To make matters worse, he says the provincial insurer doesn’t consider there to be any lost wages.
“Due to the fact that I was a [seasonal] tree planter prior to the accident, ICBC told me that I was ineligible for any wage compensation initially,” he wrote in a previous email to CHEK.
Since then, he’s undergone three surgeries and hasn’t been able to work. That was seven months ago, and at this rate, he says he doesn’t think he’ll be able to return to work for another five months.
By that time, over a year will have passed — and with it an entire season of work he financially relies on.
ICBC limited payouts for minor injuries
Previously, when someone received a minor injury from a motor vehicle accident and filed a claim with ICBC, the average amount paid out for pain and suffering was roughly $30,000.
However, in April 2019, ICBC implemented several new rules, including a reduction in the maximum amount that the agency is willing to pay in such cases.

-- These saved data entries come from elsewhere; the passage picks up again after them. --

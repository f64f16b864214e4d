/*
 * Copyright (c) 2023.
 *
 * This software is free software;
 *
 * You can redistribute it or modify it under terms of the MIT, Apache License or Zlib license
 */

//! Decoder options
//!
//! This module exposes a struct for which every entry point of the
//! decoder gets shared options, the same `DecoderOptions` can be reused
//! across files.
//!

/// Decoder options
///
/// Options are set through builder style setters, e.g
/// ```
/// use pnm_core::options::DecoderOptions;
/// let options = DecoderOptions::default()
///     .set_max_width(1024)
///     .set_strict_mode(true);
///
/// assert_eq!(options.max_width(), 1024);
/// assert!(options.strict_mode());
/// ```
#[derive(Debug, Copy, Clone, Eq, PartialEq)]
pub struct DecoderOptions {
    /// Maximum width for which the decoder will
    /// not try to decode images larger than
    /// the specified width.
    ///
    /// - Default value: 16384
    max_width:   usize,
    /// Maximum height for which the decoder will not
    /// try to decode images larger than the
    /// specified height
    ///
    /// - Default value: 16384
    max_height:  usize,
    /// Treat recoverable problems as errors
    ///
    /// When set to false, samples larger than the declared max value and
    /// bytes trailing the payload are logged via the log crate.
    ///
    /// When set to true, this will return an `Err` on such images.
    ///
    /// - Default value: false
    strict_mode: bool,
    /// Tokenize the plain formats (P1, P2, P3) as ASCII text
    ///
    /// When false, their payloads are read with the same byte layout
    /// as P4, P5 and P6.
    ///
    /// - Default value: false
    plain_ascii: bool
}

impl Default for DecoderOptions {
    fn default() -> Self {
        Self {
            max_width:   1 << 14,
            max_height:  1 << 14,
            strict_mode: false,
            plain_ascii: false
        }
    }
}

/// Initializers
impl DecoderOptions {
    /// Options used by the command line front end
    ///
    /// This is the same as `default`, with limits left
    /// for the caller to configure
    pub fn new_cmd() -> DecoderOptions {
        DecoderOptions::default()
    }
    /// Options that reject anything the lenient decoder
    /// would only warn about
    pub fn new_strict() -> DecoderOptions {
        DecoderOptions::default().set_strict_mode(true)
    }
}

/// Getters
impl DecoderOptions {
    /// Get maximum width configured for which the decoder
    /// should not try to decode images greater than this width
    pub const fn max_width(&self) -> usize {
        self.max_width
    }
    /// Get maximum height configured for which the decoder should
    /// not try to decode images greater than this height
    pub const fn max_height(&self) -> usize {
        self.max_height
    }
    /// Return true whether the decoder should be in strict mode
    /// and reject images with recoverable problems
    pub const fn strict_mode(&self) -> bool {
        self.strict_mode
    }
    /// Return true if P1, P2 and P3 payloads are tokenized as ASCII
    pub const fn plain_ascii(&self) -> bool {
        self.plain_ascii
    }
}

/// Setters
impl DecoderOptions {
    /// Set maximum width for which the decoder should not try
    /// decoding images greater than that width
    ///
    /// # Arguments
    ///  - width: The maximum width allowed
    pub fn set_max_width(mut self, width: usize) -> Self {
        self.max_width = width;
        self
    }
    /// Set maximum height for which the decoder should not try
    /// decoding images greater than that height
    ///
    /// # Arguments
    ///  - height: The maximum height allowed
    pub fn set_max_height(mut self, height: usize) -> Self {
        self.max_height = height;
        self
    }
    /// Set whether the decoder should be in strict mode
    pub fn set_strict_mode(mut self, yes: bool) -> Self {
        self.strict_mode = yes;
        self
    }
    /// Set whether P1, P2 and P3 payloads are tokenized as ASCII
    pub fn set_plain_ascii(mut self, yes: bool) -> Self {
        self.plain_ascii = yes;
        self
    }
}
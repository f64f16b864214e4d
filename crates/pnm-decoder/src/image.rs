/*
 * Copyright (c) 2023.
 *
 * This software is free software;
 *
 * You can redistribute it or modify it under terms of the MIT, Apache License or Zlib license
 */

//! Decoded image representation
use std::fmt::{Display, Formatter};

use crate::color::Color;

/// The six netpbm sub-formats
#[derive(Copy, Clone, Debug, Eq, PartialEq, Hash)]
pub enum PnmVersion {
    /// Bitmap, plain
    P1,
    /// Graymap, plain
    P2,
    /// Pixmap, plain
    P3,
    /// Bitmap, raw
    P4,
    /// Graymap, raw
    P5,
    /// Pixmap, raw
    P6
}

impl PnmVersion {
    /// Match a whitespace delimited magic token
    pub fn from_magic(token: &[u8]) -> Option<PnmVersion> {
        match token {
            b"P1" => Some(Self::P1),
            b"P2" => Some(Self::P2),
            b"P3" => Some(Self::P3),
            b"P4" => Some(Self::P4),
            b"P5" => Some(Self::P5),
            b"P6" => Some(Self::P6),
            _ => None
        }
    }
    /// Bitmaps carry no max value field
    pub const fn has_max_value(self) -> bool {
        !self.is_bitmap()
    }
    pub const fn is_bitmap(self) -> bool {
        matches!(self, Self::P1 | Self::P4)
    }
    pub const fn is_color(self) -> bool {
        matches!(self, Self::P3 | Self::P6)
    }
    /// P1, P2 and P3 are the plain (ASCII) formats
    pub const fn is_plain(self) -> bool {
        matches!(self, Self::P1 | Self::P2 | Self::P3)
    }
}

impl Display for PnmVersion {
    fn fmt(&self, f: &mut Formatter<'_>) -> std::fmt::Result {
        match self {
            Self::P1 => write!(f, "P1"),
            Self::P2 => write!(f, "P2"),
            Self::P3 => write!(f, "P3"),
            Self::P4 => write!(f, "P4"),
            Self::P5 => write!(f, "P5"),
            Self::P6 => write!(f, "P6")
        }
    }
}

/// Header fields of a netpbm file
#[derive(Copy, Clone, Debug, Eq, PartialEq)]
pub struct PnmHeader {
    pub version:   PnmVersion,
    pub width:     usize,
    pub height:    usize,
    /// Fixed at 1 for bitmaps
    pub max_value: u8
}

/// Decoded samples, which variant is set is decided by the magic
#[derive(Clone, Debug, Eq, PartialEq)]
pub enum Samples {
    /// One sample per pixel, used by bitmaps and graymaps
    Gray(Vec<u8>),
    /// One RGB triple per pixel
    Color(Vec<Color>)
}

impl Samples {
    /// Number of pixels held
    pub fn len(&self) -> usize {
        match self {
            Samples::Gray(data) => data.len(),
            Samples::Color(data) => data.len()
        }
    }
    pub fn is_empty(&self) -> bool {
        self.len() == 0
    }
    /// Return the gray samples or `None` for a color image
    pub fn gray(&self) -> Option<&[u8]> {
        match self {
            Samples::Gray(data) => Some(data),
            Samples::Color(_) => None
        }
    }
    /// Return the colors or `None` for a gray image
    pub fn colors(&self) -> Option<&[Color]> {
        match self {
            Samples::Color(data) => Some(data),
            Samples::Gray(_) => None
        }
    }
}

/// A fully decoded netpbm image
///
/// Either every field is populated or the decoder returned an error,
/// partially decoded images are never handed out.
#[derive(Clone, Debug, Eq, PartialEq)]
pub struct DecodedImage {
    header:  PnmHeader,
    samples: Samples
}

impl DecodedImage {
    /// Build an image from parts
    ///
    /// Used by the decoder, and by callers that want to analyze
    /// synthetic buffers. Nothing ties `samples.len()` to the
    /// header here, the decoder upholds that itself.
    pub fn new(header: PnmHeader, samples: Samples) -> DecodedImage {
        DecodedImage { header, samples }
    }
    pub const fn header(&self) -> &PnmHeader {
        &self.header
    }
    pub const fn version(&self) -> PnmVersion {
        self.header.version
    }
    pub const fn width(&self) -> usize {
        self.header.width
    }
    pub const fn height(&self) -> usize {
        self.header.height
    }
    pub const fn dimensions(&self) -> (usize, usize) {
        (self.header.width, self.header.height)
    }
    pub const fn max_value(&self) -> u8 {
        self.header.max_value
    }
    pub const fn samples(&self) -> &Samples {
        &self.samples
    }
}

#[test]
fn test_version_kinds() {
    assert!(PnmVersion::P3.is_color() && PnmVersion::P6.is_color());
    assert!(!PnmVersion::P5.is_color());
    assert!(PnmVersion::P1.is_bitmap() && PnmVersion::P1.is_plain());
    assert!(!PnmVersion::P4.has_max_value());
}
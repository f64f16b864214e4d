/*
 * Copyright (c) 2023.
 *
 * This software is free software;
 *
 * You can redistribute it or modify it under terms of the MIT, Apache License or Zlib license
 */

use nanorand::Rng;
use pnm_decoder::{Color, PnmDecoder, PnmVersion, Samples};

use crate::PnmEncoder;

#[test]
fn test_bitmap_roundtrip() {
    let mut rng = nanorand::WyRand::new_seed(23);

    for width in [1, 7, 8, 9, 31] {
        let height = 3;
        let bits: Vec<u8> = (0..width * height).map(|_| rng.generate_range(0_u8..=1)).collect();

        let mut encoded = vec![];
        PnmEncoder::new(&mut encoded)
            .encode_bitmap(width, height, &bits)
            .unwrap();

        let image = PnmDecoder::new(&encoded).decode().unwrap();

        assert_eq!(image.version(), PnmVersion::P4);
        assert_eq!(image.width() * image.height(), image.samples().len());
        assert_eq!(image.samples(), &Samples::Gray(bits));
    }
}

#[test]
fn test_gray_roundtrip() {
    let (width, height) = (33, 17);
    let mut pixels = vec![0_u8; width * height];
    nanorand::WyRand::new_seed(5).fill(&mut pixels);

    let mut encoded = vec![];
    PnmEncoder::new(&mut encoded)
        .encode_gray(width, height, 255, &pixels)
        .unwrap();

    let mut decoder = PnmDecoder::new(&encoded);
    decoder.decode_headers().unwrap();
    assert_eq!(decoder.dimensions(), Some((width, height)));
    assert_eq!(decoder.max_value(), Some(255));

    let image = decoder.decode().unwrap();
    assert_eq!(image.samples().gray(), Some(pixels.as_slice()));
}

#[test]
fn test_color_roundtrip() {
    let (width, height) = (12, 9);
    let mut rng = nanorand::WyRand::new_seed(91);
    let colors: Vec<Color> = (0..width * height)
        .map(|_| Color::new(rng.generate(), rng.generate(), rng.generate()))
        .collect();

    let mut encoded = vec![];
    PnmEncoder::new(&mut encoded)
        .encode_colors(width, height, &colors)
        .unwrap();

    let image = PnmDecoder::new(&encoded).decode().unwrap();

    assert_eq!(image.version(), PnmVersion::P6);
    assert_eq!(image.samples().colors(), Some(colors.as_slice()));
}

#[test]
fn test_reencode_is_stable() {
    let source = b"P5\n# written by hand\n4 2\n200\n\x01\x02\x03\x04\x05\x06\x07\xc8";
    let image = PnmDecoder::new(source).decode().unwrap();

    let encoded = crate::encode_to_vec(&image).unwrap();
    assert_eq!(encoded, b"P5\n4 2\n200\n\x01\x02\x03\x04\x05\x06\x07\xc8");

    let again = PnmDecoder::new(&encoded).decode().unwrap();
    assert_eq!(again, image);
}

#[test]
fn test_encoder_rejects_bad_length() {
    let mut encoded = vec![];
    assert!(PnmEncoder::new(&mut encoded)
        .encode_gray(2, 2, 255, &[1, 2, 3])
        .is_err());
    assert!(encoded.is_empty());
}
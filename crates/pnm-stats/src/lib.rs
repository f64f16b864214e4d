/*
 * Copyright (c) 2023.
 *
 * This software is free software;
 *
 * You can redistribute it or modify it under terms of the MIT, Apache License or Zlib license
 */

//! Frequency statistics for decoded netpbm images
//!
//! Computes the most common gray value or color of an image, how often
//! it occurs and how many distinct values the image holds.
//!
//! # Example
//! ```
//! use pnm_decoder::PnmDecoder;
//! use pnm_stats::{analyze, ModeValue};
//!
//! let image = PnmDecoder::new(b"P5\n5 1\n255\n\x03\x03\x03\x05\x05")
//!     .decode()
//!     .unwrap();
//! let stats = analyze(&image);
//!
//! assert_eq!(stats.mode, Some(ModeValue::Gray(3)));
//! assert_eq!(stats.mode_count, 3);
//! assert_eq!(stats.distinct_count, 2);
//! ```
#![warn(
    clippy::correctness,
    clippy::perf,
    clippy::pedantic,
    clippy::inline_always,
    clippy::missing_errors_doc,
    clippy::panic
)]
#![allow(
    clippy::needless_return,
    clippy::similar_names,
    clippy::doc_markdown,
    clippy::module_name_repetitions,
    clippy::missing_panics_doc
)]

pub use crate::analyze::{analyze, analyze_colors, analyze_gray, ModeValue, Stats};
pub use crate::histogram::{histogram, Histogram};

mod analyze;
pub mod histogram;
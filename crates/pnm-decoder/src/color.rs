/*
 * Copyright (c) 2023.
 *
 * This software is free software;
 *
 * You can redistribute it or modify it under terms of the MIT, Apache License or Zlib license
 */

use std::fmt::{Display, Formatter};

/// A single RGB pixel
///
/// Equality, hashing and ordering are component wise, ordering
/// compares `r` first, then `g`, then `b`.
///
/// ```
/// use pnm_decoder::Color;
/// let dark = Color::new(0, 0, 255);
/// let light = Color::new(1, 0, 0);
/// assert!(dark < light);
/// assert_eq!(light.to_string(), "1-0-0");
/// ```
#[derive(Copy, Clone, Debug, Default, Eq, PartialEq, Hash, Ord, PartialOrd)]
#[cfg_attr(feature = "serde", derive(serde::Serialize, serde::Deserialize))]
pub struct Color {
    pub r: u8,
    pub g: u8,
    pub b: u8
}

impl Color {
    pub const fn new(r: u8, g: u8, b: u8) -> Color {
        Color { r, g, b }
    }
    /// Largest of the three components
    pub fn max_component(self) -> u8 {
        self.r.max(self.g).max(self.b)
    }
}

impl Display for Color {
    fn fmt(&self, f: &mut Formatter<'_>) -> std::fmt::Result {
        write!(f, "{}-{}-{}", self.r, self.g, self.b)
    }
}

The new maximum amount is now $5,500, significantly lower than the previous average of $30,000.
ICBC says the change was necessary after claims made for minor injuries saw a 265 per cent increase since 2000.
Meanwhile, serious injuries such as fractures, broken bones and life-changing injuries only increased by 26.5 per cent in the same period.
According to ICBC, the change was made in an effort to control the rising rates and keep the insurance model sustainable.
For Wouterlout, the situation is bleak.